= Michael Langston =

American computer scientist

Michael Allen Langston is a professor of electrical engineering and computer science at the University of Tennessee. In several publications with Michael Fellows in the late 1980s, he showed that the Robertson–Seymour theorem could be used to prove the existence of a polynomial-time algorithm for problems such as linkless embedding without allowing the algorithm itself to be explicitly constructed; this work was foundational to the field of parameterized complexity. He has also collaborated with scientists at Oak Ridge National Laboratory on the computational analysis of genomics data and reconstruction of gene regulatory networks.

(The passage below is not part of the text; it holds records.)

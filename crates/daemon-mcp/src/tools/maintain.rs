//! `maintain` — archival, pruning, duplicate cleanup, and index compaction.

use serde_json::{json, Value};

use daemon_core::Engine;

use crate::dispatcher::MaintainAction;
use crate::error::DaemonResult;
use crate::tools::base_properties;
use crate::tools::util::{bool_field, i64_field, opt_i64_field};

pub fn schema() -> Value {
    let mut properties = base_properties();
    properties["action"] = json!({"type": "string", "enum": ["archive", "prune", "cleanup", "compact"]});
    properties["memoryId"] = json!({"type": "integer", "description": "Required for 'archive'."});
    properties["olderThanDays"] = json!({"type": "integer", "description": "Optional for 'prune'; defaults to 90."});
    properties["dryRun"] = json!({"type": "boolean", "description": "Optional for 'prune'/'cleanup'; defaults to false."});
    json!({
        "type": "object",
        "properties": properties,
        "required": ["projectPath", "action"]
    })
}

pub fn execute(engine: &Engine, _project: &str, act: MaintainAction, args: &Value) -> DaemonResult<Value> {
    match act {
        MaintainAction::Archive => {
            let id = i64_field(args, "memoryId")?;
            engine.archive(id)?;
            Ok(json!({}))
        }
        MaintainAction::Prune => {
            let older_than_days = opt_i64_field(args, "olderThanDays").unwrap_or(90);
            let dry_run = bool_field(args, "dryRun", false);
            Ok(json!({"candidates": engine.prune(older_than_days, dry_run)?}))
        }
        MaintainAction::Cleanup => {
            let dry_run = bool_field(args, "dryRun", false);
            let merged = engine.cleanup(dry_run)?;
            let pairs: Vec<Value> = merged
                .into_iter()
                .map(|(survivor, loser)| json!({"survivor": survivor, "loser": loser}))
                .collect();
            Ok(json!({"merged": pairs}))
        }
        MaintainAction::Compact => Ok(json!({"repairedCount": engine.compact()?})),
    }
}
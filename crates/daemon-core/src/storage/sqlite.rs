//! SQLite-backed `Store`.
//!
//! Layout under `<project>/.daem0nmcp/`: `storage/daem0n.db` holds every
//! table below; `lock` is the writer-exclusion presence file. Connection
//! setup: WAL mode, `synchronous=NORMAL`, `foreign_keys=ON`, a busy
//! timeout, and 0o600/0o700 permissions on Unix.

use std::path::{Path, PathBuf};
use std::sync::Mutex;

use chrono::{DateTime, Utc};
use rusqlite::{params, Connection, OptionalExtension};
use serde_json::json;

use crate::error::{EngineError, Result};
use crate::memory::{
    ActiveContextEntry, Category, Community, Fact, Link, Memory, MemoryDraft, MemoryFilter,
    Outcome, Relationship, Rule, RuleDraft, Trigger, MAX_ACTIVE_CONTEXT,
};

/// A historical row from `memory_versions`, returned by `explore.versions`.
#[derive(Debug, Clone)]
pub struct MemoryVersion {
    pub memory_id: i64,
    pub transaction_time: DateTime<Utc>,
    pub content: String,
    pub rationale: Option<String>,
    pub context: Option<String>,
    pub tags: Vec<String>,
}

pub struct Store {
    writer: Mutex<Connection>,
    reader: Mutex<Connection>,
    /// Held open for the process lifetime; its mere existence on disk is the
    /// writer-exclusion signal other engine processes check at startup.
    _lock_file: std::fs::File,
    root: PathBuf,
}

fn configure_connection(conn: &Connection) -> Result<()> {
    conn.execute_batch(
        "PRAGMA journal_mode = WAL;
         PRAGMA synchronous = NORMAL;
         PRAGMA foreign_keys = ON;
         PRAGMA busy_timeout = 5000;
         PRAGMA temp_store = MEMORY;",
    )?;
    Ok(())
}
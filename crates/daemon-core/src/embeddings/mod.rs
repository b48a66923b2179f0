//! Semantic embeddings: local ONNX inference via `fastembed`, no external
//! API calls, asymmetric query/document encoding producing fixed-dimension
//! unit vectors.

mod local;

pub use local::{
    cosine_similarity, dot_product, euclidean_distance, matryoshka_truncate, Embedding,
    EmbeddingError, EmbeddingService, BATCH_SIZE, EMBEDDING_DIMENSIONS, MAX_TEXT_LENGTH,
};
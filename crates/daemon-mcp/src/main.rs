//! daem0n-mcp — JSON-RPC tool server exposing the `daemon-core` memory
//! engine over stdio or HTTP.
//!
//! Logging goes to stderr (stdout is reserved for JSON-RPC on the stdio
//! transport); `RUST_LOG` controls the filter the usual way.

mod dispatcher;
mod error;
mod protocol;
mod registry;
mod resources;
mod server;
mod tools;

use std::io;
use std::sync::Arc;

use clap::Parser;
use tracing::{error, info, warn, Level};
use tracing_subscriber::EnvFilter;

use daemon_core::Config;

use crate::protocol::stdio::StdioTransport;
use crate::registry::ProjectRegistry;
use crate::server::McpServer;

/// JSON-RPC tool server for the daem0n per-project memory engine.
#[derive(Parser, Debug)]
#[command(name = "daemon-mcp", version)]
struct Cli {
    /// Project directory to treat as the default project for resources
    /// that don't name one explicitly (`daem0n://triggered/{file}`).
    #[arg(long)]
    project_path: Option<String>,

    /// Serve over HTTP instead of stdio.
    #[arg(long)]
    http: bool,

    /// HTTP bind host (only used with --http).
    #[arg(long, default_value = "127.0.0.1")]
    host: String,

    /// HTTP bind port (only used with --http).
    #[arg(long, default_value_t = 3100)]
    port: u16,
}

fn warn_unrecognized_env_vars() {
    for (key, _) in std::env::vars() {
        if key.starts_with("DAEM0N_") && !Config::RECOGNIZED_VARS.contains(&key.as_str()) {
            warn!(var = %key, "unrecognized DAEM0N_ environment variable, ignoring");
        }
    }
}

#[tokio::main]
async fn main() {
    let cli = Cli::parse();

    tracing_subscriber::fmt()
        .with_env_filter(EnvFilter::from_default_env().add_directive(Level::INFO.into()))
        .with_writer(io::stderr)
        .with_target(false)
        .with_ansi(false)
        .init();

    info!(version = daemon_core::VERSION, "daem0n-mcp starting");
    warn_unrecognized_env_vars();

    let config = Config::from_env();
    let registry = Arc::new(ProjectRegistry::new(config));

    if let Some(project_path) = &cli.project_path {
        registry.set_default_project(project_path);
    }

    if cli.http {
        #[cfg(feature = "http")]
        {
            let transport = protocol::http::HttpTransport::new(protocol::http::HttpTransportConfig {
                host: cli.host,
                port: cli.port,
            });
            if let Err(e) = transport.run(registry).await {
                error!(error = %e, "http server error");
                std::process::exit(1);
            }
            return;
        }
        #[cfg(not(feature = "http"))]
        {
            error!("--http was requested but this build was compiled without the `http` feature");
            std::process::exit(1);
        }
    }

    let server = McpServer::new(registry);
    let transport = StdioTransport::new();

    info!("starting mcp server on stdio");
    if let Err(e) = transport.run(server).await {
        error!(error = %e, "server error");
        std::process::exit(1);
    }

    info!("daem0n-mcp shutting down");
}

Langston received his doctorate (PhD) in 1981 at Texas A&M University in computing science. His dissertation was Processor scheduling with improved heuristic algorithms. He worked at Washington State University, the University of Illinois, and the University of Maryland Global Campus Europe before taking his present position at the University of Tennessee. He has also served in the United States Army as a paratrooper and officer in the 17th Cavalry Regiment and as personnel database manager for VII Corps.

His honors include the Commendation Medal, U.S. Army, 1979; the Distinguished Teaching Award, Texas A&M University, 1981; the Distinguished Service Prize, ACM Special Interest Group on Algorithms and Computation Theory, 2001; and the Chancellor's Award for Research and Creative Achievement, University of Tennessee, 1994 and 2014.